После дефиле и между последовавшими затем танцами вся компания, словно ожившая ярмарка игрушек, устремлялась в курительную, где пожилой стюард с выражением глубочайшего отчаяния на лице курсировал между пассажирами и барной стойкой с нагруженными подносами. Каждый непременно хотел угостить всех вокруг, все радостно раскрывали друг другу объятия, словно узники, неожиданно получившие амнистию. У Уильяма давно вертелось на языке множество дружелюбных колкостей, которые он хотел сказать тем или иным пассажирам, и теперь он дал себе волю, прыгая по палубе, как самый натуральный клоун. Никто не обижался. Вызывавшие прежде лишь симпатию теперь казались близкими друзьями, вызывавшие легкую улыбку представлялись записными острословами, и даже неприятные до этих пор типы стали просто смешными. Взять, к примеру, Роджерса. Неужели когда-то Уильям ревновал к этому обормоту, вырядившемуся шотландским горцем в коротких носках и ярко-синих подтяжках? Он чокнулся с Роджерсом бокалами и от души поздравил с открытием моста через Сиднейскую гавань.

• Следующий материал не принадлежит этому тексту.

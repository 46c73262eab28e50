//! Corrections that turn an indefinite Hessian into a positive definite one.

use nalgebra::SymmetricEigen;
use serde::{Deserialize, Serialize};

use crate::linear_algebra::symmetrize;
use crate::{Matrix, Scalar};

#[derive(Debug, Clone, Copy, PartialEq, Eq, Serialize, Deserialize)]
#[serde(rename_all = "snake_case")]
pub enum Strategy {
    /// Adds `min_eigenvalue` to the diagonal, regardless of the spectrum.
    DiagonalShift,
    /// Modified Cholesky factorization clamping the pivots.
    CholeskyModification,
    /// Clamps the eigenvalues from below.
    EigenvalueModification,
    /// Uniform diagonal shift bounded by the Gershgorin discs.
    GershgorinModification,
}

/// Applies `strategy` to `matrix` in place so its spectrum lies above
/// `min_eigenvalue` (approximately for the Cholesky and Gershgorin variants).
pub fn shift_hessian(strategy: Strategy, matrix: &mut Matrix, min_eigenvalue: Scalar) {
    if matrix.is_empty() {
        return;
    }
    match strategy {
        Strategy::DiagonalShift => {
            for i in 0..matrix.nrows() {
                matrix[(i, i)] += min_eigenvalue;
            }
        }
        Strategy::CholeskyModification => make_psd_cholesky(matrix, min_eigenvalue),
        Strategy::EigenvalueModification => make_psd_eigenvalue(matrix, min_eigenvalue),
        Strategy::GershgorinModification => make_psd_gershgorin(matrix, min_eigenvalue),
    }
}

/// Returns a corrected copy of `matrix`.
pub fn shifted(strategy: Strategy, matrix: &Matrix, min_eigenvalue: Scalar) -> Matrix {
    let mut corrected = matrix.clone();
    shift_hessian(strategy, &mut corrected, min_eigenvalue);
    corrected
}

fn make_psd_eigenvalue(matrix: &mut Matrix, min_eigenvalue: Scalar) {
    let eigen = SymmetricEigen::new(symmetrize(matrix));
    let clamped = eigen.eigenvalues.map(|l| l.max(min_eigenvalue));
    let v = &eigen.eigenvectors;
    *matrix = v * Matrix::from_diagonal(&clamped) * v.transpose();
}

fn make_psd_cholesky(matrix: &mut Matrix, min_eigenvalue: Scalar) {
    let a = symmetrize(matrix);
    let n = a.nrows();
    let mut l = Matrix::zeros(n, n);
    let min_pivot = min_eigenvalue.max(Scalar::EPSILON);

    for j in 0..n {
        let mut pivot = a[(j, j)];
        for k in 0..j {
            pivot -= l[(j, k)] * l[(j, k)];
        }
        // clamp instead of failing on a non-positive pivot
        let pivot = pivot.max(min_pivot);
        l[(j, j)] = pivot.sqrt();

        for i in (j + 1)..n {
            let mut value = a[(i, j)];
            for k in 0..j {
                value -= l[(i, k)] * l[(j, k)];
            }
            l[(i, j)] = value / l[(j, j)];
        }
    }
    *matrix = &l * l.transpose();
}

fn make_psd_gershgorin(matrix: &mut Matrix, min_eigenvalue: Scalar) {
    let a = symmetrize(matrix);
    let n = a.nrows();
    let mut shift: Scalar = 0.0;
    for i in 0..n {
        let radius: Scalar = (0..n).filter(|&j| j != i).map(|j| a[(i, j)].abs()).sum();
        shift = shift.max(min_eigenvalue - (a[(i, i)] - radius));
    }
    *matrix = a;
    if shift > 0.0 {
        for i in 0..n {
            matrix[(i, i)] += shift;
        }
    }
}

#[cfg(test)]
mod tests {
    use super::*;
    use crate::model_data::min_eigenvalue;
    use approx::assert_abs_diff_eq;

    fn indefinite() -> Matrix {
        Matrix::from_row_slice(2, 2, &[1.0, 2.0, 2.0, -1.0])
    }

    #[test]
    fn test_eigenvalue_modification_clamps() {
        let corrected = shifted(Strategy::EigenvalueModification, &indefinite(), 0.1);
        assert_abs_diff_eq!(min_eigenvalue(&corrected), 0.1, epsilon = 1e-12);
    }

    #[test]
    fn test_eigenvalue_modification_keeps_pd_matrix() {
        let pd = Matrix::from_row_slice(2, 2, &[3.0, 1.0, 1.0, 2.0]);
        let corrected = shifted(Strategy::EigenvalueModification, &pd, 1e-3);
        assert_abs_diff_eq!(corrected, pd, epsilon = 1e-12);
    }

    #[test]
    fn test_cholesky_modification_is_pd() {
        let corrected = shifted(Strategy::CholeskyModification, &indefinite(), 1e-3);
        assert!(min_eigenvalue(&corrected) > 0.0);
        assert!(corrected.clone().cholesky().is_some());

        let pd = Matrix::from_row_slice(2, 2, &[3.0, 1.0, 1.0, 2.0]);
        assert_abs_diff_eq!(shifted(Strategy::CholeskyModification, &pd, 1e-3), pd, epsilon = 1e-12);
    }

    #[test]
    fn test_gershgorin_modification_bounds_spectrum() {
        let corrected = shifted(Strategy::GershgorinModification, &indefinite(), 0.5);
        assert!(min_eigenvalue(&corrected) >= 0.5 - 1e-12);
    }

    #[test]
    fn test_diagonal_shift() {
        let corrected = shifted(Strategy::DiagonalShift, &Matrix::identity(2, 2), 0.25);
        assert_abs_diff_eq!(corrected, Matrix::identity(2, 2) * 1.25, epsilon = 1e-12);
    }
}
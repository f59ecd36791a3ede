use std::fmt;

use crate::{
    asm::{Instruction, Program},
    Hardware,
};

#[derive(Clone, Copy, Debug, PartialEq, Eq, Hash)]
pub enum InterruptType {
    New,
    Kill,
    IoIn,
    IoOut,
    Timeout,
    Stat,
}

impl InterruptType {
    pub const ALL: [InterruptType; 6] = [
        InterruptType::New,
        InterruptType::Kill,
        InterruptType::IoIn,
        InterruptType::IoOut,
        InterruptType::Timeout,
        InterruptType::Stat,
    ];
}

impl fmt::Display for InterruptType {
    fn fmt(&self, f: &mut fmt::Formatter<'_>) -> fmt::Result {
        let name = match self {
            InterruptType::New => "NEW",
            InterruptType::Kill => "KILL",
            InterruptType::IoIn => "IO_IN",
            InterruptType::IoOut => "IO_OUT",
            InterruptType::Timeout => "TIMEOUT",
            InterruptType::Stat => "STAT",
        };
        f.write_str(name)
    }
}

#[derive(Clone, Debug, PartialEq, Eq)]
pub enum IrqPayload {
    None,
    New {
        program: Program,
        priority: Option<u8>,
    },
    Io(Instruction),
}

/// An interrupt request: what happened, plus whatever its handler needs.
#[derive(Clone, Debug, PartialEq, Eq)]
pub struct Irq {
    kind: InterruptType,
    payload: IrqPayload,
}

impl Irq {
    pub fn new(kind: InterruptType, payload: IrqPayload) -> Self {
        Self { kind, payload }
    }

    pub fn new_process(program: Program, priority: Option<u8>) -> Self {
        Irq::new(InterruptType::New, IrqPayload::New { program, priority })
    }

    pub fn kill() -> Self {
        Irq::new(InterruptType::Kill, IrqPayload::None)
    }

    pub fn io_in(instruction: Instruction) -> Self {
        Irq::new(InterruptType::IoIn, IrqPayload::Io(instruction))
    }

    pub fn io_out() -> Self {
        Irq::new(InterruptType::IoOut, IrqPayload::None)
    }

    pub fn timeout() -> Self {
        Irq::new(InterruptType::Timeout, IrqPayload::None)
    }

    pub fn stat() -> Self {
        Irq::new(InterruptType::Stat, IrqPayload::None)
    }

    pub fn kind(&self) -> InterruptType {
        self.kind
    }

    pub fn payload(&self) -> &IrqPayload {
        &self.payload
    }

    pub fn into_payload(self) -> IrqPayload {
        self.payload
    }
}

/// Receives every interrupt the hardware raises. Handling happens
/// synchronously; the sink gets the hardware back so it can drive the CPU,
/// timer and I/O device while it handles the request.
pub trait InterruptSink {
    fn raise(&mut self, hardware: &mut Hardware, irq: Irq);
}
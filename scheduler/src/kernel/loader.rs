use log::debug;
use tickos_hardware::{HardwareError, Memory, Program};

/// Places program images one after another in memory. Images are never
/// reclaimed, so the cursor only grows.
#[derive(Debug, Default)]
pub struct Loader {
    next_address: usize,
}

impl Loader {
    pub fn new() -> Self {
        Self { next_address: 0 }
    }

    #[cfg(test)]
    pub fn next_address(&self) -> usize {
        self.next_address
    }

    /// Copies the program into memory and returns its base address. An
    /// image that does not fit is rejected before anything is written.
    pub fn load(&mut self, program: &Program, memory: &mut Memory) -> Result<usize, HardwareError> {
        let base_address = self.next_address;
        let end = base_address + program.len();
        if end > memory.size() {
            return Err(HardwareError::OutOfBounds {
                address: end - 1,
                size: memory.size(),
            });
        }

        for (offset, instruction) in program.instructions().iter().enumerate() {
            memory.write(base_address + offset, *instruction)?;
        }
        self.next_address += program.len();

        debug!(
            "loaded {} at {}..{}",
            program.name(),
            base_address,
            self.next_address
        );
        Ok(base_address)
    }
}

#[cfg(test)]
mod tests {
    use super::*;
    use tickos_hardware::{asm, Instruction};

    #[test]
    fn images_are_placed_back_to_back() {
        let mut memory = Memory::new(16);
        let mut loader = Loader::new();

        let first = loader
            .load(&Program::new("a", asm::cpu(2)), &mut memory)
            .unwrap();
        let second = loader
            .load(&Program::new("b", asm::io()), &mut memory)
            .unwrap();

        assert_eq!(first, 0);
        assert_eq!(second, 3);
        assert_eq!(loader.next_address(), 5);
        assert_eq!(memory.read(2), Ok(Instruction::Exit));
        assert_eq!(memory.read(3), Ok(Instruction::Io));
    }

    #[test]
    fn image_that_does_not_fit_is_an_error() {
        let mut memory = Memory::new(2);
        let mut loader = Loader::new();

        let result = loader.load(&Program::new("big", asm::cpu(4)), &mut memory);

        assert_eq!(
            result,
            Err(HardwareError::OutOfBounds {
                address: 4,
                size: 2
            })
        );
    }

    #[test]
    fn rejected_image_leaves_memory_untouched() {
        let mut memory = Memory::new(4);
        let mut loader = Loader::new();
        loader
            .load(&Program::new("a", asm::cpu(1)), &mut memory)
            .unwrap();

        let result = loader.load(&Program::new("b", asm::cpu(3)), &mut memory);

        assert!(result.is_err());
        assert_eq!(memory.used(), 2);
        assert_eq!(loader.next_address(), 2);
        assert_eq!(memory.read(2), Err(HardwareError::InvalidWord { address: 2 }));
    }
}
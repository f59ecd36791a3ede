use std::{error::Error, fmt};

#[derive(Clone, Copy, Debug, PartialEq, Eq)]
pub enum HardwareError {
    OutOfBounds { address: usize, size: usize },
    InvalidWord { address: usize },
}

impl fmt::Display for HardwareError {
    fn fmt(&self, f: &mut fmt::Formatter<'_>) -> fmt::Result {
        match self {
            HardwareError::OutOfBounds { address, size } => write!(
                f,
                "memory address {address} is out of bounds (memory has {size} cells)"
            ),
            HardwareError::InvalidWord { address } => {
                write!(f, "no instruction stored at memory address {address}")
            }
        }
    }
}

impl Error for HardwareError {}
use std::fmt;

/// The operations the CPU understands. Only two facts matter to the kernel:
/// whether an instruction needs the I/O device, and whether it ends the
/// process.
#[derive(Clone, Copy, Debug, PartialEq, Eq)]
pub enum Instruction {
    Cpu,
    Io,
    Exit,
}

impl Instruction {
    pub fn is_io(&self) -> bool {
        matches!(self, Instruction::Io)
    }

    pub fn is_exit(&self) -> bool {
        matches!(self, Instruction::Exit)
    }
}

impl fmt::Display for Instruction {
    fn fmt(&self, f: &mut fmt::Formatter<'_>) -> fmt::Result {
        match self {
            Instruction::Cpu => write!(f, "CPU"),
            Instruction::Io => write!(f, "IO"),
            Instruction::Exit => write!(f, "EXIT"),
        }
    }
}

/// A burst of `ticks` CPU instructions.
pub fn cpu(ticks: usize) -> Vec<Instruction> {
    vec![Instruction::Cpu; ticks]
}

pub fn io() -> Vec<Instruction> {
    vec![Instruction::Io]
}

pub fn exit() -> Vec<Instruction> {
    vec![Instruction::Exit]
}

/// A named, immutable instruction sequence that always ends in EXIT.
#[derive(Clone, Debug, PartialEq, Eq)]
pub struct Program {
    name: String,
    instructions: Vec<Instruction>,
}

impl Program {
    pub fn new<I>(name: &str, instructions: I) -> Self
    where
        I: IntoIterator<Item = Instruction>,
    {
        let mut instructions: Vec<Instruction> = instructions.into_iter().collect();
        if !instructions.last().is_some_and(Instruction::is_exit) {
            instructions.push(Instruction::Exit);
        }

        Self {
            name: name.to_owned(),
            instructions,
        }
    }

    pub fn name(&self) -> &str {
        &self.name
    }

    pub fn instructions(&self) -> &[Instruction] {
        &self.instructions
    }

    pub fn len(&self) -> usize {
        self.instructions.len()
    }

    pub fn is_empty(&self) -> bool {
        self.instructions.is_empty()
    }
}

impl fmt::Display for Program {
    fn fmt(&self, f: &mut fmt::Formatter<'_>) -> fmt::Result {
        write!(f, "Program({}, [", self.name)?;
        for (index, instruction) in self.instructions.iter().enumerate() {
            if index > 0 {
                write!(f, ", ")?;
            }
            write!(f, "{instruction}")?;
        }
        write!(f, "])")
    }
}
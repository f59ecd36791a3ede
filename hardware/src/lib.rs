//! Simulated hardware for the tickos kernel: memory, a single CPU, a clock,
//! a countdown timer and one I/O device, all advanced together one tick at a
//! time by [`Hardware::tick`].

pub mod asm;
pub mod clock;
pub mod cpu;
pub mod error;
pub mod interrupt;
pub mod io_device;
pub mod memory;

pub use asm::{Instruction, Program};
pub use clock::{Clock, Timer};
pub use cpu::Cpu;
pub use error::HardwareError;
pub use interrupt::{InterruptSink, InterruptType, Irq, IrqPayload};
pub use io_device::IoDevice;
pub use memory::Memory;

use log::trace;
use memory::consts::{DEFAULT_IO_TIME, DEFAULT_MEMORY_SIZE};

/// The whole machine. Owned by the simulation and lent to the kernel while
/// an interrupt is being handled.
pub struct Hardware {
    pub cpu: Cpu,
    pub memory: Memory,
    pub clock: Clock,
    pub timer: Timer,
    pub io_device: IoDevice,
    stats_enabled: bool,
}

impl Hardware {
    pub fn new() -> Self {
        Hardware::with_sizes(DEFAULT_MEMORY_SIZE, DEFAULT_IO_TIME)
    }

    pub fn with_sizes(memory_size: usize, io_time: u64) -> Self {
        Self {
            cpu: Cpu::new(),
            memory: Memory::new(memory_size),
            clock: Clock::new(),
            timer: Timer::new(),
            io_device: IoDevice::new("printer", io_time),
            stats_enabled: true,
        }
    }

    pub fn set_stats_enabled(&mut self, enabled: bool) {
        self.stats_enabled = enabled;
    }

    pub fn stats_enabled(&self) -> bool {
        self.stats_enabled
    }

    /// Advances every component by one tick, delivering raised interrupts to
    /// `sink` synchronously and in order: STAT, then TIMEOUT or whatever the
    /// executed instruction raised, then IO_OUT.
    pub fn tick<S: InterruptSink>(&mut self, sink: &mut S) {
        let tick = self.clock.advance();
        trace!("tick {tick}");

        if self.stats_enabled {
            sink.raise(self, Irq::stat());
        }

        if self.cpu.is_busy() {
            if self.timer.expired() {
                self.timer.reset();
                sink.raise(self, Irq::timeout());
            } else {
                self.timer.count();
                if let Some(irq) = self.cpu.step(&self.memory) {
                    sink.raise(self, irq);
                }
            }
        }

        if let Some(irq) = self.io_device.tick() {
            sink.raise(self, irq);
        }
    }
}

impl Default for Hardware {
    fn default() -> Self {
        Hardware::new()
    }
}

Клоуны не церемонятся с русалками. Если им хочется потанцевать, они танцуют. Уильям без всякого стеснения подхватывал свою русалку и беспечно кружил ее в вальсе или фокстроте — как распорядится радиола.
— Чудесная ночь! — прошептала Терри перед самым окончанием очередного танца.
— Восхитительная ночь, милая Терри.
— Рад, что ты со мной согласен, милый Билл. А еще — не знаю почему, может, от перемены наряда, а может, дело в спиртном, но сегодня ты танцуешь по-другому. Совсем по-другому.